Quelques jours plus tard, les mêmes scènes se répétèrent à Cervera. Dix-huit Juifs périrent, les autres prirent la fuite. Dans tout le nord de l’Espagne, les communautés juives s’attendaient à être attaquées ; elles instituaient des jeûnes publics, imploraient la miséricorde divine et se barricadaient dans leurs quartiers. Dans l’Aragon, les classes élevées essayèrent de protéger les malheureux Juifs. Ceux-ci trouvèrent également un appui auprès de Clément VI, ce pape qui avait fait traduire en latin les livres d’astronomie de Gersonide. Clément VI promulgua une bulle (au commencement de juillet) par laquelle il interdit, sous peine d’excommunication, de tuer les Juifs en l’absence d’une condamnation régulière, de les baptiser de force ou de les piller. Peut-être cette bulle eut-elle quelque efficacité dans le sud de la France, mais elle n’eut aucune action sur la reste de la chrétienté. La contagion de l’exemple l’emporta sur tout.
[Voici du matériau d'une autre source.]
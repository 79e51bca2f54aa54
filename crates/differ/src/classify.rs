//! The classifier: assign a [`Status`] to every entity of the patched model.
//!
//! Non-relocation sections compare headers (a mismatch is unreconcilable)
//! and data bytes. Symbols compare `st_info`/`st_other`/defining-section
//! consistency (a mismatch is unreconcilable), and keep the status their
//! section propagated. Relocation sections obey a two-phase rule: byte
//! differences alone never count, because symbol indices are renumbered
//! freely between builds; only an entry with no structural twin upgrades the
//! section — and its base, and the base's symbols — to `CHANGED`.

use bstr::BString;
use excise_object::elf64::{SectionIndex, SectionType, SymbolType};
use log::debug;
use miette::Diagnostic;
use thiserror::Error as ThisError;

use crate::model::{ObjectModel, SectionId, Status, SymbolId};

/// Classification errors: semantic differences that cannot be expressed as a
/// function-level patch. All of them map to exit code 2.
#[derive(Debug, ThisError, Diagnostic)]
pub enum Error {
    #[error("unreconcilable difference: the `{section}` section header details differ.")]
    #[diagnostic(
        code(E007),
        help(
            "The two objects disagree on the section's type, flags, address, alignment, entry \
             size, or link; they were probably not built in the same environment."
        )
    )]
    SectionHeaderMismatch { section: BString },

    #[error("unreconcilable difference: symbol info mismatch for `{symbol}`.")]
    #[diagnostic(
        code(E008),
        help(
            "The symbol changed type, binding, visibility, or moved to another section; such a \
             change cannot be patched at function granularity."
        )
    )]
    SymbolInfoMismatch { symbol: BString },

    #[error("unreconcilable difference: object size mismatch for `{symbol}`.")]
    #[diagnostic(
        code(E008),
        help(
            "A data object changed size; the surrounding image still holds the old layout, so \
             this needs a rebuild rather than a patch."
        )
    )]
    ObjectSizeMismatch { symbol: BString },
}

/// Classify every entity of `patched` against its twin in `base`.
///
/// `compare_link` controls whether twin section headers must agree on
/// `sh_link` (see `Configuration::compare_link`).
pub fn classify(
    patched: &mut ObjectModel,
    base: &ObjectModel,
    compare_link: bool,
) -> Result<(), Error> {
    compare_nonrela_sections(patched, base, compare_link)?;
    compare_symbols(patched, base)?;
    set_rela_section_statuses(patched);

    Ok(())
}

fn compare_nonrela_sections(
    patched: &mut ObjectModel,
    base: &ObjectModel,
    compare_link: bool,
) -> Result<(), Error> {
    for id in patched.section_ids() {
        if patched.section(id).is_rela() {
            continue;
        }

        let status = match patched.section(id).twin {
            Some(twin) => {
                compare_section_headers(patched, id, base, twin, compare_link)?
            }
            None => Status::New,
        };

        patched.section_mut(id).status = Some(status);

        debug!("section {} is {}", patched.section(id).name, status.as_str());

        // Sync any relocation section and associated symbols.
        let section = patched.section(id);
        let (sym, secsym, rela) = (section.sym(), section.secsym(), section.rela());

        if let Some(sym) = sym {
            patched.symbol_mut(sym).status = Some(status);
        }

        if let Some(secsym) = secsym {
            patched.symbol_mut(secsym).status = Some(status);
        }

        if let Some(rela) = rela {
            patched.section_mut(rela).status = Some(status);
        }
    }

    Ok(())
}

fn compare_section_headers(
    patched: &ObjectModel,
    id: SectionId,
    base: &ObjectModel,
    twin: SectionId,
    compare_link: bool,
) -> Result<Status, Error> {
    let section = patched.section(id);
    let twin = base.section(twin);
    let (header, twin_header) = (&section.header, &twin.header);

    if header.r#type != twin_header.r#type
        || header.flags != twin_header.flags
        || header.address != twin_header.address
        || header.alignment != twin_header.alignment
        || header.entity_size != twin_header.entity_size
        || (compare_link && header.link != twin_header.link)
    {
        return Err(Error::SectionHeaderMismatch { section: section.name.clone() });
    }

    let changed = header.size != twin_header.size
        || section.data.len() != twin.data.len()
        || (header.r#type != SectionType::NoBits && section.data != twin.data);

    Ok(if changed { Status::Changed } else { Status::Same })
}

fn compare_symbols(patched: &mut ObjectModel, base: &ObjectModel) -> Result<(), Error> {
    for id in patched.symbol_ids() {
        match patched.symbol(id).twin {
            Some(twin) => compare_symbol(patched, id, base, twin)?,
            None => patched.symbol_mut(id).status = Some(Status::New),
        }

        let symbol = patched.symbol(id);

        debug!(
            "symbol {} is {}",
            symbol.name,
            symbol.status.map_or("-", |status| status.as_str())
        );
    }

    Ok(())
}

fn compare_symbol(
    patched: &mut ObjectModel,
    id: SymbolId,
    base: &ObjectModel,
    twin_id: SymbolId,
) -> Result<(), Error> {
    let symbol = patched.symbol(id);
    let twin = base.symbol(twin_id);

    let section_mismatch = match (symbol.sec, twin.sec) {
        (Some(sec), Some(twin_sec)) => patched.section(sec).twin != Some(twin_sec),
        (None, None) => false,
        _ => true,
    };

    if symbol.info() != twin.info() || symbol.other != twin.other || section_mismatch {
        return Err(Error::SymbolInfoMismatch { symbol: symbol.name.clone() });
    }

    if symbol.r#type == SymbolType::Object && symbol.size != twin.size {
        return Err(Error::ObjectSizeMismatch { symbol: symbol.name.clone() });
    }

    // An undefined or absolute symbol has no storage of its own here; as
    // long as the checks above hold, it is the same symbol.
    if matches!(symbol.section_index, SectionIndex::Undefined | SectionIndex::Absolute) {
        patched.symbol_mut(id).status = Some(Status::Same);
    }

    Ok(())
}

/// The two-phase rule for relocation sections.
///
/// Every relocation section enters this function carrying its base
/// section's status. For the ones still `SAME`, examine the entries: an
/// entry without a structural twin proves a functional change, so the
/// section, its base, and the base's symbols all become `CHANGED`.
/// Otherwise the observed byte differences are entirely attributable to
/// symbol-index renumbering and the section is conclusively `SAME`.
fn set_rela_section_statuses(patched: &mut ObjectModel) {
    for id in patched.section_ids() {
        let section = patched.section(id);

        if !section.is_rela() {
            continue;
        }

        // Unpaired entries had no structural twin; their status resolves to
        // `NEW` now.
        if let Some(relas) = patched.section_mut(id).relas_mut() {
            for rela in relas.iter_mut() {
                if rela.twin.is_none() {
                    rela.status = Some(Status::New);
                }
            }
        }

        if patched.section(id).status != Some(Status::Same) {
            continue;
        }

        let has_new_entry = patched
            .section(id)
            .relas()
            .unwrap_or_default()
            .iter()
            .any(|rela| rela.status == Some(Status::New));

        if !has_new_entry {
            // The difference in the section data was due to the
            // renumbering of symbol indexes.
            patched.section_mut(id).status = Some(Status::Same);

            continue;
        }

        // This relocation section is different. Make sure the base section
        // and any associated symbols come along too.
        patched.section_mut(id).status = Some(Status::Changed);

        let Some(base) = patched.section(id).base() else { continue };

        patched.section_mut(base).status = Some(Status::Changed);

        let base_section = patched.section(base);
        let (sym, secsym) = (base_section.sym(), base_section.secsym());

        if let Some(sym) = sym {
            patched.symbol_mut(sym).status = Some(Status::Changed);
        }

        if let Some(secsym) = secsym {
            patched.symbol_mut(secsym).status = Some(Status::Changed);
        }

        debug!(
            "relocation section {} upgrades its base to CHANGED",
            patched.section(id).name
        );
    }
}
#[cfg(feature = "fancy-errors")]
use miette::{set_hook, MietteHandlerOpts};
use miette::{Diagnostic, InstallError};
use thiserror::Error;

#[derive(Error, Diagnostic, Debug)]
pub(crate) enum Error {
    #[error("The argument `{0}` contains invalid Unicode data.")]
    InvalidArgumentEncoding(String),

    #[error("The program name is missing from the command-line.")]
    ProgramNameIsMissing,

    #[error("I was not able to read the command-line properly:\n{0}")]
    #[diagnostic(code(E001), help("See the command-line usage with `excise --help`."))]
    CommandLine(String),

    #[error("I was not able to install the error reporter.")]
    Install(#[from] InstallError),

    #[error(transparent)]
    #[diagnostic(transparent)]
    Explain(#[from] excise_errors::Error),

    #[error(transparent)]
    #[diagnostic(transparent)]
    Diff(#[from] excise_differ::Error),
}

impl Error {
    /// Map the error onto the process exit code: 2 for unreconcilable
    /// differences between the two objects, 1 for everything else.
    pub(crate) fn exit_code(&self) -> i32 {
        match self {
            Self::Diff(error) => error.exit_code(),
            _ => 1,
        }
    }

    pub(crate) fn install_and_configure() -> Result<(), InstallError> {
        #[cfg(feature = "fancy-errors")]
        set_hook(Box::new(|_| {
            Box::new(
                MietteHandlerOpts::new()
                    .with_cause_chain()
                    .footer(
                        "For more information about an error, try \
                        `excise --explain <error>` where `<error>` \
                        has the `E[0-9]{{3}}` pattern."
                            .to_string(),
                    )
                    .width(85)
                    .terminal_links(false)
                    .build(),
            )
        }))?;

        Ok(())
    }

    pub(crate) fn explain(error_code: &str) -> Result<&'static str, excise_errors::Error> {
        excise_errors::Error::explain(error_code)
    }
}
Les délicieux environs du lac de Genève devinrent également le théâtre de sanglants désordres. Sur l’ordre du duc Amédée de Savoie, plusieurs Juifs, accusés du crime d’empoisonnement, furent incarcérés à Chillon et à Chatel. À Chillon, les inculpés furent soumis à la torture ; sous l’action de la douleur, ils avouèrent tout ce qu’on voulut.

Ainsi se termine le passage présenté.